More than one reviewer criticized the way Barbara finished the book, including Lionel Hale who thought that “the happy ending which Miss Comyns claps on her chronicle of poverty somewhat resembles a marshmallow stuck on a heavily salted almond”—a comment that, according to her son, cut Barbara to the quick.
Other critics were kinder. The reviewer for The Irish Times noted that “Her eye is sharp, her humor pretty well continuous. It is, in fact, a rather good account of the destruction of happiness by poverty” while Eric Young wrote in the Sheffield Daily Telegraph “If the naivety is calculated, she is an extremely skillful writer; if not, she is still a very good one.”
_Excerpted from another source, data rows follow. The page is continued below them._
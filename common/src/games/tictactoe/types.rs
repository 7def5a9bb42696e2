use std::fmt;

use serde::{Deserialize, Serialize};

#[derive(Clone, Copy, Debug, PartialEq, Eq, Hash)]
pub enum Mark {
    X,
    O,
}

impl Mark {
    pub fn opponent(&self) -> Mark {
        match self {
            Mark::X => Mark::O,
            Mark::O => Mark::X,
        }
    }

    pub fn symbol(&self) -> char {
        match self {
            Mark::X => 'X',
            Mark::O => 'O',
        }
    }
}

impl fmt::Display for Mark {
    fn fmt(&self, f: &mut fmt::Formatter<'_>) -> fmt::Result {
        write!(f, "{}", self.symbol())
    }
}

#[derive(Clone, Copy, Debug, PartialEq, Eq, Hash, Serialize, Deserialize)]
#[serde(rename_all = "lowercase")]
pub enum Difficulty {
    /// Always takes the lowest free cell.
    Easy,
    /// Uniformly random free cell.
    Medium,
    /// Full minimax.
    Hard,
}

impl fmt::Display for Difficulty {
    fn fmt(&self, f: &mut fmt::Formatter<'_>) -> fmt::Result {
        let name = match self {
            Difficulty::Easy => "easy",
            Difficulty::Medium => "medium",
            Difficulty::Hard => "hard",
        };
        write!(f, "{}", name)
    }
}

#[derive(Clone, Copy, Debug, PartialEq, Eq)]
pub enum Outcome {
    Win(Mark),
    Draw,
}

#[derive(Clone, Copy, Debug, PartialEq, Eq)]
pub enum TerminalStatus {
    Ongoing,
    Win(Mark),
    Draw,
}

impl TerminalStatus {
    pub fn is_terminal(&self) -> bool {
        !matches!(self, TerminalStatus::Ongoing)
    }

    pub fn outcome(&self) -> Option<Outcome> {
        match self {
            TerminalStatus::Ongoing => None,
            TerminalStatus::Win(mark) => Some(Outcome::Win(*mark)),
            TerminalStatus::Draw => Some(Outcome::Draw),
        }
    }
}

/// Three cell indices that win when held by one mark.
#[derive(Clone, Copy, Debug, PartialEq, Eq, Hash)]
pub struct WinningLine(pub [usize; 3]);

impl WinningLine {
    pub fn cells(&self) -> [usize; 3] {
        self.0
    }

    pub fn contains(&self, cell: usize) -> bool {
        self.0.contains(&cell)
    }
}

pub const WINNING_LINES: [WinningLine; 8] = [
    // rows
    WinningLine([0, 1, 2]),
    WinningLine([3, 4, 5]),
    WinningLine([6, 7, 8]),
    // columns
    WinningLine([0, 3, 6]),
    WinningLine([1, 4, 7]),
    WinningLine([2, 5, 8]),
    // diagonals
    WinningLine([0, 4, 8]),
    WinningLine([2, 4, 6]),
];
use std::sync::OnceLock;
use chrono::Local;

static LOGGER: OnceLock<Logger> = OnceLock::new();

#[derive(Debug, Clone, Copy, PartialEq, Eq, PartialOrd, Ord)]
pub enum LogLevel {
    Debug,
    Info,
}

impl LogLevel {
    fn label(&self) -> &'static str {
        match self {
            LogLevel::Debug => "DEBUG",
            LogLevel::Info => "INFO",
        }
    }
}

pub struct Logger {
    prefix: Option<String>,
    min_level: LogLevel,
}

impl Logger {
    fn new(prefix: Option<String>, min_level: LogLevel) -> Self {
        Self { prefix, min_level }
    }

    pub fn enabled(&self, level: LogLevel) -> bool {
        level >= self.min_level
    }

    pub fn log(&self, level: LogLevel, file: &str, line: u32, message: &str) {
        if !self.enabled(level) {
            return;
        }
        let timestamp = Local::now().format("%Y-%m-%d %H:%M:%S");
        let file_name = file.rsplit(['/', '\\']).next().unwrap_or(file);
        if let Some(ref prefix) = self.prefix {
            eprintln!("[{}][{}][{}][{}:{}] {}", timestamp, prefix, level.label(), file_name, line, message);
        } else {
            eprintln!("[{}][{}][{}:{}] {}", timestamp, level.label(), file_name, line, message);
        }
    }
}

/// Installs the process-wide logger. Only the first call has any effect.
pub fn init_logger(prefix: Option<String>, min_level: LogLevel) {
    LOGGER.get_or_init(|| Logger::new(prefix, min_level));
}

/// Messages logged before `init_logger` (library users, unit tests) are dropped.
pub fn log(level: LogLevel, file: &str, line: u32, message: &str) {
    if let Some(logger) = LOGGER.get() {
        logger.log(level, file, line, message);
    }
}

pub fn is_enabled(level: LogLevel) -> bool {
    LOGGER.get().is_some_and(|logger| logger.enabled(level))
}

#[macro_export]
macro_rules! log {
    ($($arg:tt)*) => {
        $crate::logger::log($crate::logger::LogLevel::Info, file!(), line!(), &format!($($arg)*))
    };
}

#[macro_export]
macro_rules! debug_log {
    ($($arg:tt)*) => {
        if $crate::logger::is_enabled($crate::logger::LogLevel::Debug) {
            $crate::logger::log($crate::logger::LogLevel::Debug, file!(), line!(), &format!($($arg)*))
        }
    };
}

#[cfg(test)]
mod tests {
    use super::*;

    #[test]
    fn test_level_filtering() {
        let logger = Logger::new(None, LogLevel::Info);
        assert!(logger.enabled(LogLevel::Info));
        assert!(!logger.enabled(LogLevel::Debug));

        let verbose = Logger::new(Some("Match".to_string()), LogLevel::Debug);
        assert!(verbose.enabled(LogLevel::Debug));
        assert!(verbose.enabled(LogLevel::Info));
    }
}
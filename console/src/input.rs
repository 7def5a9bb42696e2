use tictactoe_common::games::tictactoe::{CELL_COUNT, Difficulty};

#[derive(Debug, Clone, Copy, PartialEq, Eq)]
pub enum PlayerCommand {
    /// Zero-based cell; players type 1 to 9.
    Place(usize),
    Continue,
    EndMatch,
    Yes,
    No,
    Level(Difficulty),
}

pub fn parse_command(line: &str) -> Option<PlayerCommand> {
    let trimmed = line.trim().to_ascii_lowercase();
    match trimmed.as_str() {
        "" | "n" | "next" => Some(PlayerCommand::Continue),
        "q" | "quit" | "end" => Some(PlayerCommand::EndMatch),
        "y" | "yes" => Some(PlayerCommand::Yes),
        "no" => Some(PlayerCommand::No),
        "easy" | "e" => Some(PlayerCommand::Level(Difficulty::Easy)),
        "medium" | "m" => Some(PlayerCommand::Level(Difficulty::Medium)),
        "hard" | "h" => Some(PlayerCommand::Level(Difficulty::Hard)),
        other => other
            .parse::<usize>()
            .ok()
            .filter(|&number| (1..=CELL_COUNT).contains(&number))
            .map(|number| PlayerCommand::Place(number - 1)),
    }
}
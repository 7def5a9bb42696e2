use crate::debug_log;
use crate::games::SessionRng;
use super::board::{Board, CELL_COUNT};
use super::types::{Difficulty, Mark};
use super::win_detector::check_win;

/// A win found at search depth `d` scores `WIN_SCORE - d`.
pub const WIN_SCORE: i32 = 10;

/// Picks the computer's next cell. `None` only when the board is full.
pub fn select_move(
    board: &Board,
    to_move: Mark,
    difficulty: Difficulty,
    rng: &mut SessionRng,
) -> Option<usize> {
    match difficulty {
        Difficulty::Easy => board.first_empty(),
        Difficulty::Medium => rng.pick(&board.available_moves()),
        Difficulty::Hard => calculate_minimax_move(board, to_move).map(|(cell, _)| cell),
    }
}

/// Best cell for `bot_mark` with its score. Equal scores resolve to the lowest cell.
pub fn calculate_minimax_move(board: &Board, bot_mark: Mark) -> Option<(usize, i32)> {
    let mut best_move: Option<(usize, i32)> = None;

    for (cell, score) in score_moves(board, bot_mark).into_iter().enumerate() {
        let Some(score) = score else {
            continue;
        };
        if best_move.is_none_or(|(_, best_score)| score > best_score) {
            best_move = Some((cell, score));
        }
    }

    if let Some((cell, score)) = best_move {
        debug_log!("minimax for {} picked cell {} (score {})", bot_mark, cell, score);
    }
    best_move
}

/// Exact minimax score of playing each empty cell for `bot_mark`; `None` for taken cells.
///
/// Every root candidate is searched with a full alpha-beta window, so pruning never leaks
/// bounds into the returned values.
pub fn score_moves(board: &Board, bot_mark: Mark) -> [Option<i32>; CELL_COUNT] {
    let mut scores = [None; CELL_COUNT];
    let mut board = *board;

    for cell in board.available_moves() {
        if board.place(cell, bot_mark).is_err() {
            continue;
        }
        let score = minimax(&mut board, 0, false, bot_mark, i32::MIN, i32::MAX);
        board.clear(cell);
        scores[cell] = Some(score);
    }

    scores
}

fn minimax(
    board: &mut Board,
    depth: i32,
    is_maximizing: bool,
    bot_mark: Mark,
    mut alpha: i32,
    mut beta: i32,
) -> i32 {
    let opponent_mark = bot_mark.opponent();

    if check_win(board, bot_mark) {
        return WIN_SCORE - depth;
    }
    if check_win(board, opponent_mark) {
        return depth - WIN_SCORE;
    }

    let moves = board.available_moves();
    if moves.is_empty() {
        return 0;
    }

    if is_maximizing {
        let mut max_eval = i32::MIN;
        for cell in moves {
            if board.place(cell, bot_mark).is_err() {
                continue;
            }
            let eval = minimax(board, depth + 1, false, bot_mark, alpha, beta);
            board.clear(cell);

            max_eval = max_eval.max(eval);
            alpha = alpha.max(eval);
            if beta <= alpha {
                break;
            }
        }
        max_eval
    } else {
        let mut min_eval = i32::MAX;
        for cell in moves {
            if board.place(cell, opponent_mark).is_err() {
                continue;
            }
            let eval = minimax(board, depth + 1, true, bot_mark, alpha, beta);
            board.clear(cell);

            min_eval = min_eval.min(eval);
            beta = beta.min(eval);
            if beta <= alpha {
                break;
            }
        }
        min_eval
    }
}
Barbara was beginning to discover that her novels would often divide readers and reviewers. She was cheered, though, by the American edition of Our Spoons Came from Woolworths, which arrived in December and which she described to Diana Brinton as “all done up in gold and leather for Christmas, it looks just like a family bible or Wordsworth’s poems.”
The next year started well. Barbara was delighted that Our Spoons Came from Woolworths was warmly received in the States. The Chicago Tribune reviewer described it as “a curiously attractive novel; its style and the story it tells are strangely reminiscent of Moll Flanders.” In a review that was widely syndicated, the Buffalo Courier-Express critic commented that the book’s “uncompromising realism will invoke laughter and tears in all but the most cynical reader” and The New Yorker reviewer noted that “The author resembles an English Anita Loos.”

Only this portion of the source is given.